In the entries that follow, find the line containing "assert_eq!(g.units, MAX_UNITS);"; from there, copy every line exactly through the line containing "assert_eq!(slot_of(ptr_of(7, 5)), 5);".

(Stored data)
___

use num_integer::Integer;

use crate::error::{Error, Result};

pub type BaseType = u32;

pub type Lba = BaseType;
pub type Sector = usize;
pub type Segment = usize;
/// Sector-relative slot address: `sector * SLOTS_PER_UNIT + slot`.
pub type Ptr = u16;

pub const ERASE_UNIT_SIZE: BaseType = 64 * 1024;
pub const BLOCK_SIZE: usize = 512;
pub const PAGE_SIZE: BaseType = 256;

pub const INFO_WORD_SIZE: usize = 4;
pub const SLOTS_PER_UNIT: usize = ERASE_UNIT_SIZE as usize / BLOCK_SIZE;
pub const HEADER_SIZE: usize = SLOTS_PER_UNIT * INFO_WORD_SIZE;
/// Info words whose sideband byte carries the unit record.
pub const RECORD_WORDS: usize = 16;

pub const SEGMENT_ENTRIES: usize = BLOCK_SIZE / 2;
/// Logical blocks below this are mapped by the in-memory direct table.
pub const XLATE_OFFSET: Lba = 256;

/// Free slots a write needs: one data block plus a directory merge.
pub const HEADROOM: BaseType = 3;

pub const MIN_UNITS: usize = 4;
/// Keeps every working slot addressable by a 16-bit pointer.
pub const MAX_UNITS: usize = 512;

pub const MAGIC_1: u32 = 0x4E4F_5246;
pub const MAGIC_2: u32 = 0x544C_2101;

pub const DEFAULT_OP: f64 = 7.0;

const _: () = assert!(HEADER_SIZE == BLOCK_SIZE);
const _: () = assert!(SLOTS_PER_UNIT == 128);

#[derive(Debug, Clone, Copy, PartialEq)]
pub struct FtlConfig {
    /// Percentage of the data slots withheld from the logical address
    /// space so the reclaimer always finds dead slots to recover.
    pub over_provisioning: f64,
}

impl Default for FtlConfig {
    fn default() -> Self {
        FtlConfig { over_provisioning: DEFAULT_OP }
    }
}

impl FtlConfig {
    pub fn new_with_op(op: f64) -> Self {
        FtlConfig { over_provisioning: op }
    }
}

#[derive(Debug, Clone, Copy, PartialEq, Eq)]
pub struct Geometry {
    /// Erase units in use, spare included.
    pub units: usize,
    /// Working sectors; sector index `sectors` is the spare.
    pub sectors: usize,
    pub block_count: Lba,
    pub segments: usize,
}

impl Geometry {
    pub fn from_capacity(capacity: u64, config: &FtlConfig) -> Result<Self> {
        if capacity == 0 {
            return Err(Error::Identify("device reported zero capacity".into()));
        }
        let units = ((capacity / ERASE_UNIT_SIZE as u64) as usize).min(MAX_UNITS);
        if units < MIN_UNITS {
            return Err(Error::Identify(format!(
                "{} erase units is below the minimum of {}",
                units, MIN_UNITS
            )));
        }
        if !(0.0..100.0).contains(&config.over_provisioning) {
            return Err(Error::Identify(format!(
                "over-provisioning {} out of range",
                config.over_provisioning
            )));
        }

        let sectors = units - 1;
        let data_slots = (sectors * (SLOTS_PER_UNIT - 1)) as BaseType;
        let usable = data_slots.saturating_sub(HEADROOM + (SLOTS_PER_UNIT - 1) as BaseType);
        let op_slots = (usable as f64 * (config.over_provisioning / 100.)).ceil() as BaseType;
        let budget = usable - op_slots.min(usable);

        // Each segment may hold a primary and a secondary meta-block.
        let segs_for = |blocks: BaseType| {
            Integer::div_ceil(&blocks.saturating_sub(XLATE_OFFSET), &(SEGMENT_ENTRIES as BaseType))
        };
        let mut block_count = budget;
        while block_count > 0 && block_count + 2 * segs_for(block_count) > budget {
            block_count -= 1;
        }
        if block_count == 0 {
            return Err(Error::Identify("no room left for logical blocks".into()));
        }

        Ok(Geometry {
            units,
            sectors,
            block_count,
            segments: segs_for(block_count) as usize,
        })
    }

    pub fn spare(&self) -> Sector {
        self.sectors
    }

    pub fn unit_addr(unit: u16) -> BaseType {
        unit as BaseType * ERASE_UNIT_SIZE
    }
}

pub fn ptr_of(sector: Sector, slot: usize) -> Ptr {
    (sector * SLOTS_PER_UNIT + slot) as Ptr
}

pub fn sector_of(ptr: Ptr) -> Sector {
    ptr as usize / SLOTS_PER_UNIT
}

pub fn slot_of(ptr: Ptr) -> usize {
    ptr as usize % SLOTS_PER_UNIT
}

/// Splits a logical address above the direct range into `(segment, index)`.
pub fn segment_of(lba: Lba) -> (Segment, usize) {
    let (seg, idx) = (lba - XLATE_OFFSET).div_rem(&(SEGMENT_ENTRIES as Lba));
    (seg as Segment, idx as usize)
}

#[cfg(test)]
mod test {
    use super::*;

    #[test]
    fn geometry_reserves_spare_and_directory() {
        let g = Geometry::from_capacity(2 * 1024 * 1024, &FtlConfig::default()).unwrap();
        assert_eq!(g.units, 32);
        assert_eq!(g.sectors, 31);
        assert_eq!(g.spare(), 31);
        let data_slots = (31 * (SLOTS_PER_UNIT - 1)) as u32;
        assert!(g.block_count + 2 * g.segments as u32 + HEADROOM < data_slots);
        assert!(g.block_count > 3000);
    }

    #[test]
    fn geometry_rejects_small_or_empty() {
        assert!(matches!(
            Geometry::from_capacity(0, &FtlConfig::default()),
            Err(Error::Identify(_))
        ));
        assert!(matches!(
            Geometry::from_capacity(3 * ERASE_UNIT_SIZE as u64, &FtlConfig::default()),
            Err(Error::Identify(_))
        ));
    }

    #[test]
    fn geometry_caps_unit_count() {
        let g = Geometry::from_capacity(64 * 1024 * 1024, &FtlConfig::default()).unwrap();
        assert_eq!(g.units, MAX_UNITS);
        let max_ptr = ptr_of(g.sectors - 1, SLOTS_PER_UNIT - 1);
        assert!(max_ptr < u16::MAX);
    }

    #[test]
    fn segment_math() {
        assert_eq!(segment_of(XLATE_OFFSET), (0, 0));
        assert_eq!(segment_of(XLATE_OFFSET + 257), (1, 1));
        assert_eq!(sector_of(ptr_of(7, 5)), 7);
        assert_eq!(slot_of(ptr_of(7, 5)), 5);
    }
}
//! RAM-backed NOR flash with NOR programming semantics and power-cut
//! injection, used by the demo binary and the tests.

use byte_unit::Byte;
use log::*;

use crate::config::{BaseType, ERASE_UNIT_SIZE, PAGE_SIZE};
use crate::flash::{is_unit_aligned, FlashError, NorFlash};

#[derive(Debug, Clone, Copy, Default, PartialEq, Eq)]
pub struct OpCounters {
    pub reads: u64,
    pub programs: u64,
    pub erases: u64,
}

#[derive(Clone)]
pub struct RamFlash {
    mem: Vec<u8>,
    /// Mutating operations still allowed before the simulated power cut.
    budget: Option<u64>,
    counters: OpCounters,
    unit_erases: Vec<u32>,
}

impl RamFlash {
    pub fn new(capacity: usize) -> Self {
        trace!(
            "RamFlash: {} bytes, {}",
            capacity,
            Byte::from_bytes(capacity as u128).get_appropriate_unit(true)
        );
        RamFlash {
            mem: vec![0xFF; capacity],
            budget: None,
            counters: OpCounters::default(),
            unit_erases: vec![0; capacity / ERASE_UNIT_SIZE as usize],
        }
    }

    pub fn with_units(units: usize) -> Self {
        RamFlash::new(units * ERASE_UNIT_SIZE as usize)
    }

    /// After `ops` more programs or erases every mutation fails and leaves
    /// the contents untouched, as if power dropped.
    pub fn cut_power_after(&mut self, ops: u64) {
        self.budget = Some(ops);
    }

    pub fn restore_power(&mut self) {
        self.budget = None;
    }

    pub fn is_powered(&self) -> bool {
        self.budget != Some(0)
    }

    pub fn counters(&self) -> OpCounters {
        self.counters
    }

    /// Physical erase cycles per unit since construction.
    pub fn unit_erases(&self) -> &[u32] {
        &self.unit_erases
    }

    pub fn bytes(&self) -> &[u8] {
        &self.mem
    }

    fn spend(&mut self) -> Result<(), FlashError> {
        match self.budget.as_mut() {
            Some(0) => Err(FlashError::PowerLoss),
            Some(left) => {
                *left -= 1;
                Ok(())
            }
            None => Ok(()),
        }
    }

    fn range(&self, addr: BaseType, len: usize) -> Result<std::ops::Range<usize>, FlashError> {
        let start = addr as usize;
        match start.checked_add(len) {
            Some(end) if end <= self.mem.len() => Ok(start..end),
            _ => Err(FlashError::OutOfRange { addr, len }),
        }
    }
}

impl NorFlash for RamFlash {
    fn identify(&mut self) -> Result<u64, FlashError> {
        Ok(self.mem.len() as u64)
    }

    fn read(&mut self, addr: BaseType, buf: &mut [u8]) -> Result<(), FlashError> {
        let range = self.range(addr, buf.len())?;
        buf.copy_from_slice(&self.mem[range]);
        self.counters.reads += 1;
        Ok(())
    }

    fn program_page(&mut self, addr: BaseType, data: &[u8]) -> Result<(), FlashError> {
        let range = self.range(addr, data.len())?;
        if !data.is_empty() && addr / PAGE_SIZE != (addr + data.len() as BaseType - 1) / PAGE_SIZE {
            return Err(FlashError::PageCross { addr });
        }
        self.spend()?;
        for (cell, byte) in self.mem[range].iter_mut().zip(data) {
            *cell &= *byte;
        }
        self.counters.programs += 1;
        Ok(())
    }

    fn erase_unit(&mut self, addr: BaseType) -> Result<(), FlashError> {
        if !is_unit_aligned(addr) {
            return Err(FlashError::Unaligned { addr });
        }
        let range = self.range(addr, ERASE_UNIT_SIZE as usize)?;
        self.spend()?;
        self.mem[range].fill(0xFF);
        self.unit_erases[(addr / ERASE_UNIT_SIZE) as usize] += 1;
        self.counters.erases += 1;
        Ok(())
    }
}

#[cfg(test)]
mod test {
    use super::*;

    #[test]
    fn program_only_clears_bits() {
        let mut flash = RamFlash::with_units(1);
        flash.program(0, &[0xF0, 0x0F]).unwrap();
        flash.program(0, &[0x3C, 0xFF]).unwrap();
        let mut buf = [0u8; 2];
        flash.read(0, &mut buf).unwrap();
        assert_eq!(buf, [0x30, 0x0F]);

        flash.erase_unit(0).unwrap();
        flash.read(0, &mut buf).unwrap();
        assert_eq!(buf, [0xFF, 0xFF]);
        assert_eq!(flash.unit_erases(), &[1]);
    }

    #[test]
    fn program_splits_at_pages() {
        let mut flash = RamFlash::with_units(1);
        flash.program(PAGE_SIZE - 2, &[0u8; 4]).unwrap();
        assert_eq!(flash.counters().programs, 2);
        assert_eq!(
            flash.program_page(PAGE_SIZE - 2, &[0u8; 4]),
            Err(FlashError::PageCross { addr: PAGE_SIZE - 2 })
        );
        assert_eq!(flash.erase_unit(4), Err(FlashError::Unaligned { addr: 4 }));
    }

    #[test]
    fn power_cut_freezes_contents() {
        let mut flash = RamFlash::with_units(1);
        flash.cut_power_after(1);
        flash.program(0, &[0x00]).unwrap();
        assert_eq!(flash.program(1, &[0x00]), Err(FlashError::PowerLoss));
        assert_eq!(flash.erase_unit(0), Err(FlashError::PowerLoss));
        assert!(!flash.is_powered());
        assert_eq!(&flash.bytes()[0..2], &[0x00, 0xFF]);

        flash.restore_power();
        flash.program(1, &[0x00]).unwrap();
        assert_eq!(&flash.bytes()[0..2], &[0x00, 0x00]);
    }
}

___

**RESPONSE TO THE EXERCISE:**
        assert_eq!(g.units, MAX_UNITS);
        let max_ptr = ptr_of(g.sectors - 1, SLOTS_PER_UNIT - 1);
        assert!(max_ptr < u16::MAX);
    }

    #[test]
    fn segment_math() {
        assert_eq!(segment_of(XLATE_OFFSET), (0, 0));
        assert_eq!(segment_of(XLATE_OFFSET + 257), (1, 1));
        assert_eq!(sector_of(ptr_of(7, 5)), 7);
        assert_eq!(slot_of(ptr_of(7, 5)), 5);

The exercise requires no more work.